A hammer is a fairly self explanatory tool. Same goes for a screw driver. Most tools are easy to understand and use properly. An audio measurement rig is not one of them. An audio measurement rig must be assembled and then maintained. An audio measurement rig is more like a scientific tool than a construction tool. You don’t build things with an audio measurment but instead you use it to optimize and then check your work. In order to do so, you need a broad understanding of not only the art and science of sound systemdesign but the tool itself. One of the benefits of Meyer Sound’s SIM is that the tool is purpose built and self contained. You plug your mics into the device and an feed the output to a console, system, etc… With SIM everything is labeled.

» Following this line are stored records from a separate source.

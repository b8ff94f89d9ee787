//! Schema-driven field decoding.
//!
//! Response payloads are a top-level anonymous structure of context-tagged
//! fields. Fields are matched to the schema by tag; unknown tags are skipped
//! so newer devices can add fields.

use crate::clusters::{FieldKind, FieldSpec};
use crate::tlv::{
    Element, ElementType, ListAttribute, TlvError, TlvReader, TlvTag, Value, decode_list,
};
use log::debug;
use serde_json::{Map, Value as JsonValue, json};

/// An owned decoded value.
#[derive(Debug, Clone, PartialEq)]
pub enum DecodedValue {
    Unsigned(u64),
    Signed(i64),
    Bool(bool),
    Utf8(String),
    Bytes(Vec<u8>),
    Struct(ResponseFields),
    List(ListAttribute<DecodedValue>),
}

/// One decoded field.
#[derive(Debug, Clone, PartialEq)]
pub struct DecodedField {
    pub tag: u8,
    pub name: &'static str,
    pub value: DecodedValue,
}

/// Decoded fields of a response (or of a structured list entry), in schema order.
#[derive(Debug, Clone, PartialEq, Default)]
pub struct ResponseFields {
    fields: Vec<DecodedField>,
}

impl DecodedValue {
    pub fn element_type(&self) -> ElementType {
        match self {
            DecodedValue::Unsigned(_) => ElementType::UnsignedInteger,
            DecodedValue::Signed(_) => ElementType::SignedInteger,
            DecodedValue::Bool(_) => ElementType::Boolean,
            DecodedValue::Utf8(_) => ElementType::Utf8String,
            DecodedValue::Bytes(_) => ElementType::ByteString,
            DecodedValue::Struct(_) => ElementType::Structure,
            DecodedValue::List(_) => ElementType::Array,
        }
    }

    fn mismatch(&self, expected: &'static str) -> TlvError {
        TlvError::TypeMismatch {
            expected,
            found: self.element_type(),
        }
    }

    pub fn as_u64(&self) -> Result<u64, TlvError> {
        match self {
            DecodedValue::Unsigned(v) => Ok(*v),
            _ => Err(self.mismatch("unsigned integer")),
        }
    }

    pub fn as_u32(&self) -> Result<u32, TlvError> {
        u32::try_from(self.as_u64()?).map_err(|_| self.mismatch("u32"))
    }

    pub fn as_u16(&self) -> Result<u16, TlvError> {
        u16::try_from(self.as_u64()?).map_err(|_| self.mismatch("u16"))
    }

    pub fn as_u8(&self) -> Result<u8, TlvError> {
        u8::try_from(self.as_u64()?).map_err(|_| self.mismatch("u8"))
    }

    pub fn as_i64(&self) -> Result<i64, TlvError> {
        match self {
            DecodedValue::Signed(v) => Ok(*v),
            _ => Err(self.mismatch("signed integer")),
        }
    }

    pub fn as_i8(&self) -> Result<i8, TlvError> {
        i8::try_from(self.as_i64()?).map_err(|_| self.mismatch("i8"))
    }

    pub fn as_bool(&self) -> Result<bool, TlvError> {
        match self {
            DecodedValue::Bool(v) => Ok(*v),
            _ => Err(self.mismatch("boolean")),
        }
    }

    pub fn as_str(&self) -> Result<&str, TlvError> {
        match self {
            DecodedValue::Utf8(v) => Ok(v),
            _ => Err(self.mismatch("UTF-8 string")),
        }
    }

    pub fn as_bytes(&self) -> Result<&[u8], TlvError> {
        match self {
            DecodedValue::Bytes(v) => Ok(v),
            _ => Err(self.mismatch("byte string")),
        }
    }

    pub fn as_struct(&self) -> Result<&ResponseFields, TlvError> {
        match self {
            DecodedValue::Struct(v) => Ok(v),
            _ => Err(self.mismatch("structure")),
        }
    }

    pub fn as_list(&self) -> Result<&ListAttribute<DecodedValue>, TlvError> {
        match self {
            DecodedValue::List(v) => Ok(v),
            _ => Err(self.mismatch("array")),
        }
    }

    /// Text for a debug-text field, which some clusters send as a byte span.
    pub fn to_text_lossy(&self) -> Option<String> {
        match self {
            DecodedValue::Utf8(text) => Some(text.clone()),
            DecodedValue::Bytes(bytes) => Some(String::from_utf8_lossy(bytes).into_owned()),
            _ => None,
        }
    }

    /// JSON rendering for tooling. Byte strings become lowercase hex.
    pub fn to_json(&self) -> JsonValue {
        match self {
            DecodedValue::Unsigned(v) => json!(v),
            DecodedValue::Signed(v) => json!(v),
            DecodedValue::Bool(v) => json!(v),
            DecodedValue::Utf8(v) => json!(v),
            DecodedValue::Bytes(v) => json!(hex::encode(v)),
            DecodedValue::Struct(fields) => fields.to_json(),
            DecodedValue::List(list) => json!({
                "count": list.count,
                "entries": list.iter().map(DecodedValue::to_json).collect::<Vec<_>>(),
            }),
        }
    }
}

impl ResponseFields {
    pub fn new(fields: Vec<DecodedField>) -> Self {
        Self { fields }
    }

    pub fn is_empty(&self) -> bool {
        self.fields.is_empty()
    }

    pub fn len(&self) -> usize {
        self.fields.len()
    }

    pub fn iter(&self) -> std::slice::Iter<'_, DecodedField> {
        self.fields.iter()
    }

    pub fn get(&self, tag: u8) -> Option<&DecodedValue> {
        self.fields.iter().find(|f| f.tag == tag).map(|f| &f.value)
    }

    pub fn by_name(&self, name: &str) -> Option<&DecodedValue> {
        self.fields.iter().find(|f| f.name == name).map(|f| &f.value)
    }

    /// Field `tag`, failing if the response did not carry it.
    pub fn required(&self, tag: u8) -> Result<&DecodedValue, TlvError> {
        self.get(tag)
            .ok_or(TlvError::MalformedEncoding("missing required field"))
    }

    pub fn to_json(&self) -> JsonValue {
        let map: Map<String, JsonValue> = self
            .fields
            .iter()
            .map(|f| (f.name.to_string(), f.value.to_json()))
            .collect();
        JsonValue::Object(map)
    }
}

/// Decode a complete response payload against `specs`.
///
/// An empty payload is accepted only when no field is required.
pub fn decode_payload(payload: &[u8], specs: &'static [FieldSpec]) -> Result<ResponseFields, TlvError> {
    if payload.is_empty() {
        if specs.iter().any(|s| !s.optional) {
            return Err(TlvError::MalformedEncoding("empty response payload"));
        }
        return Ok(ResponseFields::default());
    }

    let mut reader = TlvReader::new(payload);
    let element = reader.expect_next()?;
    if !matches!(element.value, Value::Structure) {
        return Err(element.mismatch("structure"));
    }
    let mut inner = reader.enter()?;
    let fields = decode_fields(&mut inner, specs)?;
    reader.exit(inner)?;

    if reader.next()?.is_some() {
        return Err(TlvError::MalformedEncoding("trailing data after response"));
    }
    Ok(fields)
}

/// Decode the members of an entered structure against `specs`.
pub fn decode_fields<'a>(
    reader: &mut TlvReader<'a>,
    specs: &'static [FieldSpec],
) -> Result<ResponseFields, TlvError> {
    let mut fields: Vec<DecodedField> = Vec::with_capacity(specs.len());

    while let Some(element) = reader.next()? {
        let TlvTag::Context(tag) = element.tag else {
            debug!("Skipping non-context tag {:?}", element.tag);
            continue;
        };
        let Some(spec) = specs.iter().find(|s| s.tag == tag) else {
            debug!("Skipping unknown field tag {}", tag);
            continue;
        };
        if fields.iter().any(|f| f.tag == tag) {
            return Err(TlvError::MalformedEncoding("duplicate field"));
        }
        if element.is_null() && spec.optional {
            continue;
        }
        let value = decode_value(reader, element, &spec.kind)?;
        fields.push(DecodedField {
            tag,
            name: spec.name,
            value,
        });
    }

    if specs
        .iter()
        .any(|s| !s.optional && !fields.iter().any(|f| f.tag == s.tag))
    {
        return Err(TlvError::MalformedEncoding("missing required field"));
    }

    fields.sort_by_key(|f| specs.iter().position(|s| s.tag == f.tag));
    Ok(ResponseFields { fields })
}

/// Decode one element as `kind`. Structures and lists are entered through `reader`.
pub fn decode_value<'a>(
    reader: &mut TlvReader<'a>,
    element: Element<'a>,
    kind: &FieldKind,
) -> Result<DecodedValue, TlvError> {
    let value = match *kind {
        FieldKind::Unsigned => DecodedValue::Unsigned(element.u64()?),
        FieldKind::Signed => DecodedValue::Signed(element.i64()?),
        FieldKind::Bool => DecodedValue::Bool(element.bool()?),
        FieldKind::Utf8 => DecodedValue::Utf8(element.utf8()?.to_string()),
        FieldKind::Bytes => DecodedValue::Bytes(element.bytes()?.to_vec()),
        FieldKind::Struct(specs) => {
            if !matches!(element.value, Value::Structure) {
                return Err(element.mismatch("structure"));
            }
            let mut inner = reader.enter()?;
            let fields = decode_fields(&mut inner, specs)?;
            reader.exit(inner)?;
            DecodedValue::Struct(fields)
        }
        FieldKind::List(entry_kind) => DecodedValue::List(decode_list(
            reader,
            &element,
            |items, entry| decode_value(items, entry, entry_kind),
        )?),
    };
    Ok(value)
}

On the other hand, with audio measurement software that runs on an off the shelf computer (Smaart, SpectraFoo Complete, Systune, etc…) you have to have do everything yourself and keep track of what is what. In theory there shouldn’t be much difference between SIM3 and Smaart but there is. Both tools have their benefits and downsides. SIM is expensive, relatively heavy and somewhat fragile. Not a good combination for tossing in your backpack as you get on a plane.

Even so, if money grew on trees, I’d have a SIM rig sitting next to my Smaart 7 rig. I believe that having to choose one tool over another is short sighted. Hammer or screw driver? Roofing hammer, finish hammer or rubber mallet? Each tool does things a bit differently and offers a different perspective on the same thing. For example, SpectraFoo started out as a Pro Tools plugin and has retained that aspect of it’s functionality but added some tools that are useful for live audio purposes. Consequently, I am fortunate to own SpectraFoo Complete even though I think that Smaart 7 is a more useful transfer function tool. I like them both for different reasons. Having more than one measurement tool allows for verifying the tool itself. If I measure with Smaart and SpectraFoo Complete and get the same results, I can be confident that my rig is working. Transfer functions are not terribly complicated to understand but without that understanding, there is little chance of stumbling onto the answers. I was provided with Smaart 4.5.1 back in the 2001 and never got past playing with the RTA function. I had no idea what a transfer function was. It was not until I saw a system designer use transfer functions and had them explain the details to me that I was sold on investing the time and expense into getting an up to date rig and learning how to use it. I know of others who have the tool but don’t really understand why it’s so valuable or what to do with it. The purpose of this website is specifically to address that situation. I may not be able make a horse drink the water but I can certainly lead it to the river and show it how. If you’ve got the tool but haven’t made the leap into using it in your daily audio work, now is the perfect time!